AuditCore vs Hiring a Compliance Consultant
Many providers spend tens of thousands of dollars a year on compliance consultants — and still manage the day-to-day in spreadsheets between visits. Here's an honest comparison of what a consultant gives you, what software gives you, and where the two actually work best together.
Side by side
How an external consultant compares to AuditCore across the compliance work that never stops.
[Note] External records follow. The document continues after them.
//
// Copyright 2025-2026 Hans W. Uhlig. All Rights Reserved.
//
// Licensed under the Apache License, Version 2.0 (the "License");
// you may not use this file except in compliance with the License.
// You may obtain a copy of the License at
//
//      http://www.apache.org/licenses/LICENSE-2.0
//
// Unless required by applicable law or agreed to in writing, software
// distributed under the License is distributed on an "AS IS" BASIS,
// WITHOUT WARRANTIES OR CONDITIONS OF ANY KIND, either express or implied.
// See the License for the specific language governing permissions and
// limitations under the License.
//

//! ECS Systems
//!
//! This module contains the behavior controllers that operate on companion
//! components, and the brain that arbitrates between them each tick.

mod behavior;
mod combat;
mod command;
mod follow;
mod harvest;
mod home;
mod navigation;
mod smelt;
mod targeting;

// Re-export all systems
pub use behavior::*;
pub use combat::*;
pub use command::*;
pub use follow::*;
pub use harvest::*;
pub use home::*;
pub use navigation::*;
pub use smelt::*;
pub use targeting::*;
//
// Copyright 2025-2026 Hans W. Uhlig. All Rights Reserved.
//
// Licensed under the Apache License, Version 2.0 (the "License");
// you may not use this file except in compliance with the License.
// You may obtain a copy of the License at
//
//      http://www.apache.org/licenses/LICENSE-2.0
//
// Unless required by applicable law or agreed to in writing, software
// distributed under the License is distributed on an "AS IS" BASIS,
// WITHOUT WARRANTIES OR CONDITIONS OF ANY KIND, either express or implied.
// See the License for the specific language governing permissions and
// limitations under the License.
//

//! Test utilities for controller testing
//!
//! Lightweight in-memory collaborators. Controllers are exercised against
//! these directly; end-to-end behavior is covered by the sandbox tests.

use crate::ecs::systems::TickContext;
use crate::services::*;
use glam::Vec3;
use hearthguard_common::HarvestKind;
use std::collections::HashMap;

/// Movement that teleports straight to each requested point's stop radius
#[derive(Debug, Default)]
pub struct StubMovement {
    pub position: Vec3,
    pub forward: Vec3,
    pub requests: Vec<(Vec3, f32, bool)>,
    pub stops: usize,
    pub teleports: Vec<Vec3>,
    pub refuse: bool,
}

impl StubMovement {
    pub fn at(position: Vec3) -> Self {
        Self {
            position,
            forward: Vec3::Z,
            ..Default::default()
        }
    }

    pub fn last_request(&self) -> Option<(Vec3, f32, bool)> {
        self.requests.last().copied()
    }
}

impl MovementService for StubMovement {
    fn position(&self) -> Vec3 {
        self.position
    }

    fn forward(&self) -> Vec3 {
        self.forward
    }

    fn request_move_to(&mut self, point: Vec3, stop_distance: f32, run: bool) -> MoveResult {
        self.requests.push((point, stop_distance, run));
        if self.refuse {
            MoveResult::Failed
        } else {
            MoveResult::Accepted
        }
    }

    fn stop(&mut self) {
        self.stops += 1;
    }

    fn teleport_to(&mut self, point: Vec3) {
        self.teleports.push(point);
        self.position = point;
    }
}

/// Sensor returning whatever the test put in it
#[derive(Debug, Default)]
pub struct StubSensor {
    pub owner: Option<OwnerState>,
    pub vitals: AgentVitals,
    pub agent: Vec3,
    pub hostiles: Vec<HostileInfo>,
    pub projectiles: Vec<ProjectileInfo>,
    pub entities: Vec<WorldEntity>,
    pub aim: Option<AimHit>,
    pub ground: Option<f32>,
}

impl StubSensor {
    pub fn with_owner(position: Vec3) -> Self {
        Self {
            owner: Some(OwnerState {
                position,
                velocity: Vec3::ZERO,
                forward: Vec3::Z,
                running: false,
            }),
            ..Default::default()
        }
    }

    pub fn hostile(id: u64, position: Vec3) -> HostileInfo {
        HostileInfo {
            id: ObjectId(id),
            position,
            velocity: Vec3::ZERO,
            alive: true,
            staggered: false,
            attack_imminent: false,
        }
    }

    fn within(&self, center: Vec3, radius: f32) -> impl Iterator<Item = &WorldEntity> {
        self.entities
            .iter()
            .filter(move |entity| planar_distance(center, entity.position) <= radius)
    }
}

impl WorldSensor for StubSensor {
    fn owner(&self) -> Option<OwnerState> {
        self.owner
    }

    fn vitals(&self) -> AgentVitals {
        self.vitals
    }

    fn scan_candidates(&self, kind: HarvestKind, radius: f32) -> Vec<WorldEntity> {
        self.within(self.agent, radius)
            .filter(|entity| entity.harvest_source().is_some_and(|source| source.kind() == kind))
            .cloned()
            .collect()
    }

    fn scan_hostiles(&self, radius: f32) -> Vec<HostileInfo> {
        self.hostiles
            .iter()
            .filter(|hostile| planar_distance(self.agent, hostile.position) <= radius)
            .copied()
            .collect()
    }

    fn hostile(&self, id: ObjectId) -> Option<HostileInfo> {
        self.hostiles.iter().find(|hostile| hostile.id == id).copied()
    }

    fn incoming_projectiles(&self, radius: f32) -> Vec<ProjectileInfo> {
        self.projectiles
            .iter()
            .filter(|projectile| planar_distance(self.agent, projectile.position) <= radius)
            .copied()
            .collect()
    }

    fn scan_drops(&self, center: Vec3, radius: f32) -> Vec<WorldEntity> {
        self.within(center, radius)
            .filter(|entity| matches!(entity.kind, WorldEntityKind::ItemDrop { .. }))
            .cloned()
            .collect()
    }

    fn scan_facilities(&self, radius: f32) -> Vec<WorldEntity> {
        self.within(self.agent, radius)
            .filter(|entity| entity.facility().is_some())
            .cloned()
            .collect()
    }

    fn scan_containers(&self, center: Vec3, radius: f32) -> Vec<WorldEntity> {
        self.within(center, radius)
            .filter(|entity| entity.container().is_some())
            .cloned()
            .collect()
    }

    fn entity(&self, id: ObjectId) -> Option<WorldEntity> {
        self.entities.iter().find(|entity| entity.id == id).cloned()
    }

    fn entities_near(&self, point: Vec3, radius: f32) -> Vec<WorldEntity> {
        self.within(point, radius).cloned().collect()
    }

    fn raycast_under_aim(&self) -> Option<AimHit> {
        self.aim.clone()
    }

    fn ground_height(&self, _x: f32, _z: f32) -> Option<f32> {
        self.ground
    }
}

/// Inventory with fixed weight and a simple item list
#[derive(Debug)]
pub struct StubInventory {
    pub weight: f32,
    pub capacity: f32,
    pub materials: HashMap<Material, u32>,
    pub items: Vec<(Item, f32)>,
    pub equipped: Vec<ItemId>,
}

impl Default for StubInventory {
    fn default() -> Self {
        Self {
            weight: 0.0,
            capacity: 300.0,
            materials: HashMap::new(),
            items: Vec::new(),
            equipped: Vec::new(),
        }
    }
}

impl StubInventory {
    pub fn with_item(mut self, id: u64, class: ItemClass, durability: f32) -> Self {
        self.items.push((Item { id: ItemId(id), class }, durability));
        self
    }
}

impl InventoryStore for StubInventory {
    fn carried_weight(&self) -> f32 {
        self.weight
    }

    fn capacity(&self) -> f32 {
        self.capacity
    }

    fn count(&self, material: Material) -> u32 {
        self.materials.get(&material).copied().unwrap_or(0)
    }

    fn equipped(&self) -> Vec<Item> {
        self.items
            .iter()
            .filter(|(item, _)| self.equipped.contains(&item.id))
            .map(|(item, _)| *item)
            .collect()
    }

    fn best_weapon_for(&self, context: WeaponContext, exclude: &[ItemId]) -> Option<Item> {
        self.items
            .iter()
            .filter(|(item, durability)| *durability > 0.0 && !exclude.contains(&item.id))
            .filter(|(item, _)| match context {
                WeaponContext::Melee => item.class == ItemClass::MeleeWeapon,
                WeaponContext::Ranged => item.class.is_ranged(),
                WeaponContext::Harvest(tool) => item.class == ItemClass::Tool(tool),
            })
            .map(|(item, _)| *item)
            .next()
    }

    fn equip(&mut self, item: ItemId) -> bool {
        if !self.items.iter().any(|(candidate, _)| candidate.id == item) {
            return false;
        }
        if !self.equipped.contains(&item) {
            self.equipped.push(item);
        }
        true
    }

    fn unequip(&mut self, item: ItemId) {
        self.equipped.retain(|equipped| *equipped != item);
    }

    fn durability(&self, item: ItemId) -> f32 {
        self.items
            .iter()
            .find(|(candidate, _)| candidate.id == item)
            .map(|(_, durability)| *durability)
            .unwrap_or(0.0)
    }

    fn wear(&mut self, item: ItemId, amount: f32) -> f32 {
        match self.items.iter_mut().find(|(candidate, _)| candidate.id == item) {
            Some((_, durability)) => {
                *durability = (*durability - amount).max(0.0);
                *durability
            }
            None => 0.0,
        }
    }
}

/// Records every action request
#[derive(Debug, Default)]
pub struct StubActions {
    pub attacks: Vec<(ObjectId, AttackKind)>,
    pub blocking: bool,
    pub dodges: Vec<Vec3>,
    pub strikes: Vec<ObjectId>,
    pub strike_outcome: Option<StrikeOutcome>,
    pub interactions: Vec<(ObjectId, Interaction)>,
    pub deposits: Vec<(ObjectId, Material, u32)>,
    pub feeds: Vec<(ObjectId, FacilitySlot, u32)>,
}

impl ActionService for StubActions {
    fn attack(&mut self, target: ObjectId, attack: AttackKind) -> bool {
        self.attacks.push((target, attack));
        true
    }

    fn set_blocking(&mut self, raised: bool) {
        self.blocking = raised;
    }

    fn dodge(&mut self, direction: Vec3) -> bool {
        self.dodges.push(direction);
        true
    }

    fn strike(&mut self, candidate: ObjectId) -> StrikeOutcome {
        self.strikes.push(candidate);
        self.strike_outcome.unwrap_or(StrikeOutcome::Hit)
    }

    fn pick_up(&mut self, _drop: ObjectId) -> u32 {
        1
    }

    fn withdraw(&mut self, _container: ObjectId, _material: Material, amount: u32) -> u32 {
        amount
    }

    fn deposit(&mut self, container: ObjectId, material: Material, amount: u32) -> u32 {
        self.deposits.push((container, material, amount));
        amount
    }

    fn feed(&mut self, facility: ObjectId, slot: FacilitySlot, amount: u32) -> u32 {
        self.feeds.push((facility, slot, amount));
        amount
    }

    fn collect_output(&mut self, _facility: ObjectId) -> u32 {
        0
    }

    fn interact(&mut self, target: ObjectId, interaction: Interaction) -> bool {
        self.interactions.push((target, interaction));
        true
    }
}

/// Bundle of stub collaborators that can lend out a tick context
#[derive(Debug, Default)]
pub struct StubHost {
    pub movement: StubMovement,
    pub sensor: StubSensor,
    pub inventory: StubInventory,
    pub actions: StubActions,
    pub ui: NoPanel,
}

impl StubHost {
    pub fn new(agent: Vec3) -> Self {
        let mut host = Self::default();
        host.movement = StubMovement::at(agent);
        host.sensor.agent = agent;
        host
    }

    /// Move the agent in both the movement stub and the sensor
    pub fn place_agent(&mut self, position: Vec3) {
        self.movement.position = position;
        self.sensor.agent = position;
    }

    pub fn context(&mut self, delta_time: f32) -> TickContext<'_> {
        TickContext {
            delta_time,
            movement: &mut self.movement,
            sensor: &self.sensor,
            inventory: &mut self.inventory,
            actions: &mut self.actions,
            ui: &self.ui,
        }
    }
}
| AuditCore | Compliance Consultants | |
|---|---|---|
| Cost | Predictable monthly subscription | Often $10k–$30k+ per year, plus hourly rates for extra work |
| Availability | Works 24/7 — every day, not just on visit days | Available when booked; gaps between engagements |
| Internal audit | Unlimited AI scans against S1–S4, any time you want one | Periodic manual review, charged per engagement |
| Between-audit monitoring | Continuous — deadline alerts, expiry reminders, policy reviews | Little to none unless separately retained |
| Live record-keeping | Participants, incidents, workers and policies in one system | Advice only — you still need somewhere to keep the records |
| Human judgement on grey areas | Structured guidance, but not a substitute for expert advice on complex cases | Genuine expertise for one-off, high-stakes situations |
| Scales with participant growth | Add participants without adding fees per report | More scope usually means more billable hours |
What a good consultant is worth every dollar for
A skilled NDIS compliance consultant brings something software can't: human judgement on genuinely complex, high-stakes situations. A serious reportable incident, a Commission investigation, a tricky restrictive-practice question, or preparing for your very first certification audit — these are moments where experienced advice pays for itself.
The catch is that consultants are expensive and periodic. They assess, advise, and leave. Compliance, however, is daily — and the risks accumulate in the weeks between visits.
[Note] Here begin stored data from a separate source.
#[cfg(test)]
mod tests {
    use super::*;
    use crate::ecs::test_utils::{StubHost, StubSensor};
    use crate::services::{ObjectId, ToolKind};

    fn setup(hostile_at: Vec3) -> (StubHost, Companion, TargetLock) {
        let mut host = StubHost::new(Vec3::ZERO);
        host.sensor.hostiles.push(StubSensor::hostile(9, hostile_at));
        host.inventory = host
            .inventory
            .with_item(1, ItemClass::Tool(ToolKind::Axe), 50.0)
            .with_item(2, ItemClass::MeleeWeapon, 50.0);
        host.inventory.equipped.push(ItemId(1));
        let companion = Companion::new(Uuid::new_v4(), Uuid::new_v4(), "Brin");
        (host, companion, TargetLock::free(ObjectId(9)))
    }

    #[test]
    fn test_lead_aim_compensates_motion_and_drop() {
        let config = CombatConfig::default();
        let aim = lead_aim(Vec3::ZERO, Vec3::new(30.0, 0.0, 0.0), Vec3::new(0.0, 0.0, 3.0), 30.0, &config);
        assert!((aim.z - 3.0).abs() < 1e-4);
        assert!((aim.y - 0.5 * config.gravity).abs() < 1e-4);
    }

    #[test]
    fn test_lead_aim_floors_projectile_speed() {
        let config = CombatConfig::default();
        let slow = lead_aim(Vec3::ZERO, Vec3::new(15.0, 0.0, 0.0), Vec3::ZERO, 1.0, &config);
        let floor = lead_aim(Vec3::ZERO, Vec3::new(15.0, 0.0, 0.0), Vec3::ZERO, config.min_projectile_speed, &config);
        assert_eq!(slow, floor);
    }

    #[test]
    fn test_retreat_point_is_away_from_target() {
        let config = CombatConfig::default();
        let point = retreat_point(Vec3::ZERO, Vec3::new(2.0, 0.0, 0.0), Vec3::Z, &config);
        assert!((point - Vec3::new(-12.0, 0.0, 0.0)).length() < 1e-4);
    }

    #[test]
    fn test_engage_swaps_tool_for_weapon_and_attacks() {
        let (mut host, companion, lock) = setup(Vec3::new(1.5, 0.0, 0.0));
        let mut combat = CombatController::new();
        let mut pool = ResourcePool::default();
        let mut nav = Navigator::new();
        let events = EventBus::new();
        let config = CombatConfig::default();

        let phase = combat.act(&companion, &lock, &mut pool, &mut nav, &mut host.context(0.05), &events, &config);

        assert_eq!(phase, CombatPhase::EngageMelee);
        assert_eq!(host.inventory.equipped, vec![ItemId(2)]);
        assert_eq!(host.actions.attacks, vec![(ObjectId(9), AttackKind::Normal)]);
        assert!(events.drain().iter().any(|e| matches!(e, CompanionEvent::Engaged { .. })));
    }

    #[test]
    fn test_attack_is_gated_by_stamina() {
        let (mut host, companion, lock) = setup(Vec3::new(1.5, 0.0, 0.0));
        let mut combat = CombatController::new();
        let mut pool = ResourcePool::default();
        pool.set_current(20.0);
        let mut nav = Navigator::new();
        let events = EventBus::new();
        let mut config = CombatConfig::default();
        config.attack_cost = 30.0;

        combat.act(&companion, &lock, &mut pool, &mut nav, &mut host.context(0.05), &events, &config);
        assert!(host.actions.attacks.is_empty());
    }

    #[test]
    fn test_ranged_beyond_twenty_and_back_under_twelve() {
        let (mut host, companion, lock) = setup(Vec3::new(25.0, 0.0, 0.0));
        host.inventory = host
            .inventory
            .with_item(3, ItemClass::RangedWeapon { projectile_speed: 40.0 }, 50.0);
        let mut combat = CombatController::new();
        let mut pool = ResourcePool::default();
        let mut nav = Navigator::new();
        let events = EventBus::new();
        let config = CombatConfig::default();

        let phase = combat.act(&companion, &lock, &mut pool, &mut nav, &mut host.context(0.05), &events, &config);
        assert_eq!(phase, CombatPhase::EngageRanged);
        assert!(host.inventory.equipped.contains(&ItemId(3)));
        assert!(matches!(host.actions.attacks.last(), Some((_, AttackKind::Ranged { .. }))));

        host.sensor.hostiles[0].position = Vec3::new(15.0, 0.0, 0.0);
        combat.act(&companion, &lock, &mut pool, &mut nav, &mut host.context(0.05), &events, &config);
        assert_eq!(combat.state().range, EngagementRange::Ranged);

        host.sensor.hostiles[0].position = Vec3::new(11.0, 0.0, 0.0);
        combat.act(&companion, &lock, &mut pool, &mut nav, &mut host.context(0.05), &events, &config);
        assert_eq!(combat.state().range, EngagementRange::Melee);
        assert!(host.inventory.equipped.contains(&ItemId(2)));
    }

    #[test]
    fn test_perfect_parry_then_counter() {
        let (mut host, companion, lock) = setup(Vec3::new(1.5, 0.0, 0.0));
        host.sensor.hostiles[0].attack_imminent = true;
        let mut combat = CombatController::new();
        let mut pool = ResourcePool::default();
        let mut nav = Navigator::new();
        let events = EventBus::new();
        let config = CombatConfig::default();

        let phase = combat.act(&companion, &lock, &mut pool, &mut nav, &mut host.context(0.05), &events, &config);
        assert_eq!(phase, CombatPhase::Block);
        assert!(host.actions.blocking);
        assert_eq!(combat.state().block_timer, 0.0);

        host.sensor.hostiles[0].attack_imminent = false;
        combat.act(&companion, &lock, &mut pool, &mut nav, &mut host.context(0.05), &events, &config);
        assert!(!host.actions.blocking);
        assert_eq!(host.actions.attacks.last(), Some(&(ObjectId(9), AttackKind::Counter)));
    }

    #[test]
    fn test_dodges_when_block_unaffordable() {
        let (mut host, companion, lock) = setup(Vec3::new(1.5, 0.0, 0.0));
        host.sensor.hostiles[0].attack_imminent = true;
        let mut combat = CombatController::new();
        let mut pool = ResourcePool::default();
        let mut nav = Navigator::new();
        let events = EventBus::new();
        let mut config = CombatConfig::default();
        config.block_cost = 500.0;

        combat.act(&companion, &lock, &mut pool, &mut nav, &mut host.context(0.05), &events, &config);
        assert_eq!(host.actions.dodges.len(), 1);
        assert!(host.actions.dodges[0].x.abs() < 1e-4);
    }

    #[test]
    fn test_power_attack_on_stagger_respects_cooldown() {
        let (mut host, companion, lock) = setup(Vec3::new(1.5, 0.0, 0.0));
        host.sensor.hostiles[0].staggered = true;
        let mut combat = CombatController::new();
        let mut pool = ResourcePool::default();
        let mut nav = Navigator::new();
        let events = EventBus::new();
        let config = CombatConfig::default();

        combat.act(&companion, &lock, &mut pool, &mut nav, &mut host.context(0.05), &events, &config);
        assert_eq!(host.actions.attacks.last(), Some(&(ObjectId(9), AttackKind::Power)));

        for _ in 0..30 {
            combat.act(&companion, &lock, &mut pool, &mut nav, &mut host.context(0.05), &events, &config);
        }
        let powers = host
            .actions
            .attacks
            .iter()
            .filter(|(_, kind)| *kind == AttackKind::Power)
            .count();
        assert_eq!(powers, 1);
    }

    #[test]
    fn test_retreat_and_reengage() {
        let (mut host, companion, lock) = setup(Vec3::new(1.5, 0.0, 0.0));
        host.sensor.vitals.health = 20.0;
        let mut combat = CombatController::new();
        let mut pool = ResourcePool::default();
        let mut nav = Navigator::new();
        let events = EventBus::new();
        let config = CombatConfig::default();

        let phase = combat.act(&companion, &lock, &mut pool, &mut nav, &mut host.context(0.05), &events, &config);
        assert_eq!(phase, CombatPhase::Retreat);
        let (point, _, _) = host.movement.last_request().unwrap();
        assert!(point.x < -10.0);

        host.sensor.vitals.health = 40.0;
        let phase = combat.act(&companion, &lock, &mut pool, &mut nav, &mut host.context(0.05), &events, &config);
        assert_eq!(phase, CombatPhase::Retreat);

        host.sensor.vitals.health = 60.0;
        let phase = combat.act(&companion, &lock, &mut pool, &mut nav, &mut host.context(0.05), &events, &config);
        assert_ne!(phase, CombatPhase::Retreat);
        let events = events.drain();
        assert!(events.iter().any(|e| matches!(e, CompanionEvent::Retreating { .. })));
        assert!(events.iter().any(|e| matches!(e, CompanionEvent::Reengaging { .. })));
    }

    #[test]
    fn test_power_attack_waits_for_swing_cooldown() {
        let (mut host, companion, lock) = setup(Vec3::new(1.5, 0.0, 0.0));
        let mut combat = CombatController::new();
        let mut pool = ResourcePool::default();
        let mut nav = Navigator::new();
        let events = EventBus::new();
        let config = CombatConfig::default();

        combat.act(&companion, &lock, &mut pool, &mut nav, &mut host.context(0.05), &events, &config);
        assert_eq!(host.actions.attacks, vec![(ObjectId(9), AttackKind::Normal)]);

        host.sensor.hostiles[0].staggered = true;
        combat.act(&companion, &lock, &mut pool, &mut nav, &mut host.context(0.05), &events, &config);
        assert_eq!(host.actions.attacks.len(), 1);

        combat.act(&companion, &lock, &mut pool, &mut nav, &mut host.context(config.attack_interval), &events, &config);
        assert_eq!(host.actions.attacks.last(), Some(&(ObjectId(9), AttackKind::Power)));
    }

    #[test]
    fn test_retreat_keeps_its_point_then_holds() {
        let (mut host, companion, lock) = setup(Vec3::new(1.5, 0.0, 0.0));
        host.sensor.vitals.health = 20.0;
        let mut combat = CombatController::new();
        let mut pool = ResourcePool::default();
        let mut nav = Navigator::new();
        let events = EventBus::new();
        let config = CombatConfig::default();

        combat.act(&companion, &lock, &mut pool, &mut nav, &mut host.context(0.05), &events, &config);
        let (first, _, _) = host.movement.last_request().unwrap();

        host.place_agent(Vec3::new(-4.0, 0.0, 0.0));
        combat.act(&companion, &lock, &mut pool, &mut nav, &mut host.context(0.05), &events, &config);
        let (second, _, _) = host.movement.last_request().unwrap();
        assert_eq!(first, second);

        host.place_agent(first);
        let requests = host.movement.requests.len();
        let phase = combat.act(&companion, &lock, &mut pool, &mut nav, &mut host.context(0.05), &events, &config);
        assert_eq!(phase, CombatPhase::Retreat);
        assert_eq!(host.movement.requests.len(), requests);
        assert!(host.movement.stops > 0);
    }

    #[test]
    fn test_broken_weapon_is_excluded() {
        let (mut host, companion, lock) = setup(Vec3::new(1.5, 0.0, 0.0));
        host.inventory = host.inventory.with_item(4, ItemClass::MeleeWeapon, 50.0);
        host.inventory.items[1].1 = 1.0;
        let mut combat = CombatController::new();
        let mut pool = ResourcePool::default();
        let mut nav = Navigator::new();
        let events = EventBus::new();
        let config = CombatConfig::default();

        combat.act(&companion, &lock, &mut pool, &mut nav, &mut host.context(0.05), &events, &config);

        assert!(combat.state().broken.contains(ItemId(2)));
        assert!(!host.inventory.equipped.contains(&ItemId(2)));
        assert!(host.inventory.equipped.contains(&ItemId(4)));
        assert!(events.drain().iter().any(|e| matches!(e, CompanionEvent::EquipmentBroken { item, .. } if *item == ItemId(2))));
    }

    #[test]
    fn test_passive_only_fights_directed() {
        let combat = CombatController::new();
        let free = TargetLock::free(ObjectId(1));
        let directed = TargetLock::directed(ObjectId(1), 10.0);
        assert!(!combat.wants_to_act(Some(&free), CombatStance::Passive));
        assert!(combat.wants_to_act(Some(&directed), CombatStance::Passive));
        assert!(combat.wants_to_act(Some(&free), CombatStance::Balanced));
        assert!(!combat.wants_to_act(None, CombatStance::Aggressive));
    }
}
The gap consultants leave behind
A consultant can tell you in March that your incident register looks good. That says nothing about the notification deadline that falls due in July, or the worker check that expires in September. Point-in-time advice can't watch your obligations the other 360 days of the year.
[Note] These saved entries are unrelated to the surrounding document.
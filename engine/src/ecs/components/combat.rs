//
// Copyright 2025-2026 Hans W. Uhlig. All Rights Reserved.
//
// Licensed under the Apache License, Version 2.0 (the "License");
// you may not use this file except in compliance with the License.
// You may obtain a copy of the License at
//
//      http://www.apache.org/licenses/LICENSE-2.0
//
// Unless required by applicable law or agreed to in writing, software
// distributed under the License is distributed on an "AS IS" BASIS,
// WITHOUT WARRANTIES OR CONDITIONS OF ANY KIND, either express or implied.
// See the License for the specific language governing permissions and
// limitations under the License.
//

//! Combat components for target locks and engagement state

use crate::services::{InventoryStore, ItemId, ObjectId};
use glam::Vec3;
use serde::{Deserialize, Serialize};

/// How a target lock was acquired
#[derive(Debug, Clone, Copy, PartialEq, Eq, Hash, Serialize, Deserialize)]
pub enum LockKind {
    /// Picked up by the companion's own aggro scan
    Free,
    /// Ordered by the owner; expires on a timer
    Directed,
    /// A hostile came too close during a gather or smelt task
    SelfDefense,
}

impl LockKind {
    pub fn as_str(&self) -> &'static str {
        match self {
            LockKind::Free => "Free",
            LockKind::Directed => "Directed",
            LockKind::SelfDefense => "SelfDefense",
        }
    }
}

/// Commitment to one hostile
#[derive(Debug, Clone, Copy, PartialEq, Serialize, Deserialize)]
pub struct TargetLock {
    pub target: ObjectId,
    pub kind: LockKind,
    /// Seconds left for directed locks, `None` for open-ended locks
    pub remaining: Option<f32>,
}

impl TargetLock {
    pub fn free(target: ObjectId) -> Self {
        Self {
            target,
            kind: LockKind::Free,
            remaining: None,
        }
    }

    pub fn self_defense(target: ObjectId) -> Self {
        Self {
            target,
            kind: LockKind::SelfDefense,
            remaining: None,
        }
    }

    pub fn directed(target: ObjectId, seconds: f32) -> Self {
        Self {
            target,
            kind: LockKind::Directed,
            remaining: Some(seconds),
        }
    }

    pub fn is_directed(&self) -> bool {
        self.kind == LockKind::Directed
    }

    /// Count the timer down, returning false once it has run out
    pub fn tick(&mut self, delta_time: f32) -> bool {
        match self.remaining.as_mut() {
            Some(remaining) => {
                *remaining -= delta_time;
                *remaining > 1e-4
            }
            None => true,
        }
    }
}

/// Engagement state machine phases
#[derive(Debug, Clone, Copy, PartialEq, Eq, Hash, Default, Serialize, Deserialize)]
pub enum CombatPhase {
    #[default]
    Idle,
    Approach,
    EngageMelee,
    EngageRanged,
    Block,
    Retreat,
    Recover,
}

impl CombatPhase {
    pub fn as_str(&self) -> &'static str {
        match self {
            CombatPhase::Idle => "Idle",
            CombatPhase::Approach => "Approach",
            CombatPhase::EngageMelee => "EngageMelee",
            CombatPhase::EngageRanged => "EngageRanged",
            CombatPhase::Block => "Block",
            CombatPhase::Retreat => "Retreat",
            CombatPhase::Recover => "Recover",
        }
    }
}

/// Preferred weapon reach
#[derive(Debug, Clone, Copy, PartialEq, Eq, Hash, Default, Serialize, Deserialize)]
pub enum EngagementRange {
    #[default]
    Melee,
    Ranged,
}

/// Gear that reached zero durability
///
/// Items stay excluded from auto-equip until the host reports durability
/// above zero again.
#[derive(Debug, Clone, Default, PartialEq, Serialize, Deserialize)]
pub struct BrokenGear {
    items: Vec<ItemId>,
}

impl BrokenGear {
    pub fn new() -> Self {
        Self::default()
    }

    pub fn mark(&mut self, item: ItemId) {
        if !self.items.contains(&item) {
            self.items.push(item);
        }
    }

    pub fn contains(&self, item: ItemId) -> bool {
        self.items.contains(&item)
    }

    /// Items to pass as the exclusion list to `best_weapon_for`
    pub fn excluded(&self) -> &[ItemId] {
        &self.items
    }

    /// Drop anything that has been repaired
    pub fn refresh(&mut self, inventory: &dyn InventoryStore) {
        self.items.retain(|item| inventory.durability(*item) <= 0.0);
    }

    pub fn is_empty(&self) -> bool {
        self.items.is_empty()
    }
}

/// Explicit owned combat state
#[derive(Debug, Clone, Default, PartialEq, Serialize, Deserialize)]
pub struct CombatState {
    pub phase: CombatPhase,
    pub target: Option<ObjectId>,
    pub range: EngagementRange,
    /// Seconds the block has been raised
    pub block_timer: f32,
    /// Target to punish after a perfect parry
    pub counter_pending: Option<ObjectId>,
    pub attack_cooldown: f32,
    pub power_attack_cooldown: f32,
    /// Where the current retreat is heading
    pub retreat_point: Option<Vec3>,
    pub broken: BrokenGear,
}

impl CombatState {
    pub fn new() -> Self {
        Self::default()
    }

    pub fn is_engaged(&self) -> bool {
        self.phase != CombatPhase::Idle
    }

    /// Count cooldowns down
    pub fn update_timers(&mut self, delta_time: f32) {
        self.attack_cooldown = (self.attack_cooldown - delta_time).max(0.0);
        self.power_attack_cooldown = (self.power_attack_cooldown - delta_time).max(0.0);
        if self.phase == CombatPhase::Block {
            self.block_timer += delta_time;
        }
    }

    /// Return to Idle, keeping cooldowns and broken gear
    pub fn reset(&mut self) {
        self.phase = CombatPhase::Idle;
        self.target = None;
        self.range = EngagementRange::Melee;
        self.block_timer = 0.0;
        self.counter_pending = None;
        self.retreat_point = None;
    }
}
It also doesn't give you a system. After the consultant leaves, most providers go back to spreadsheets — which means the same manual-tracking risks that caused the problems the consultant was hired to fix.
What changes with AuditCore
AuditCore does the continuous, structural work a consultant can't be on call for: unlimited internal audits, automatic deadline tracking, worker-screening expiry alerts, policy currency scoring and a live record for every participant, incident and document.
For many providers that replaces the routine, recurring compliance spend entirely — the monthly self-checks, the register reviews, the "are we still on track?" work. The smartest setup we see keeps a consultant on hand for the rare, complex moments, while software handles the everyday. You get expert judgement when it matters and constant coverage the rest of the time, usually for a fraction of an all-consultant model.
The verdict
A consultant is expert judgement on demand; software is constant coverage. The expensive mistake is paying consultant rates for work software does better and cheaper — while leaving the daily obligations to memory and spreadsheets. Use each for what it's best at, and most providers cut cost and risk at the same time.
Frequently asked
Can AuditCore fully replace my consultant?
For routine, ongoing compliance — internal audits, deadline tracking, record-keeping, policy management — yes, that's exactly what it's built for. For rare, high-stakes situations like a Commission investigation or a novel restrictive-practice question, expert human advice is still worth having. Many providers keep a consultant for those moments and let software handle the daily work.
Is it cheaper than a consultant?
Almost always, for the recurring work. A consultant typically costs tens of thousands per year for periodic reviews. AuditCore is a predictable monthly subscription that runs continuously, and it scales with your participant count rather than billable hours.
We're preparing for our first audit — which do we need?
This is one case where both help. A consultant can guide your first certification, while AuditCore builds the evidence base and keeps you audit-ready afterwards — so you're not paying for the same setup work again next cycle.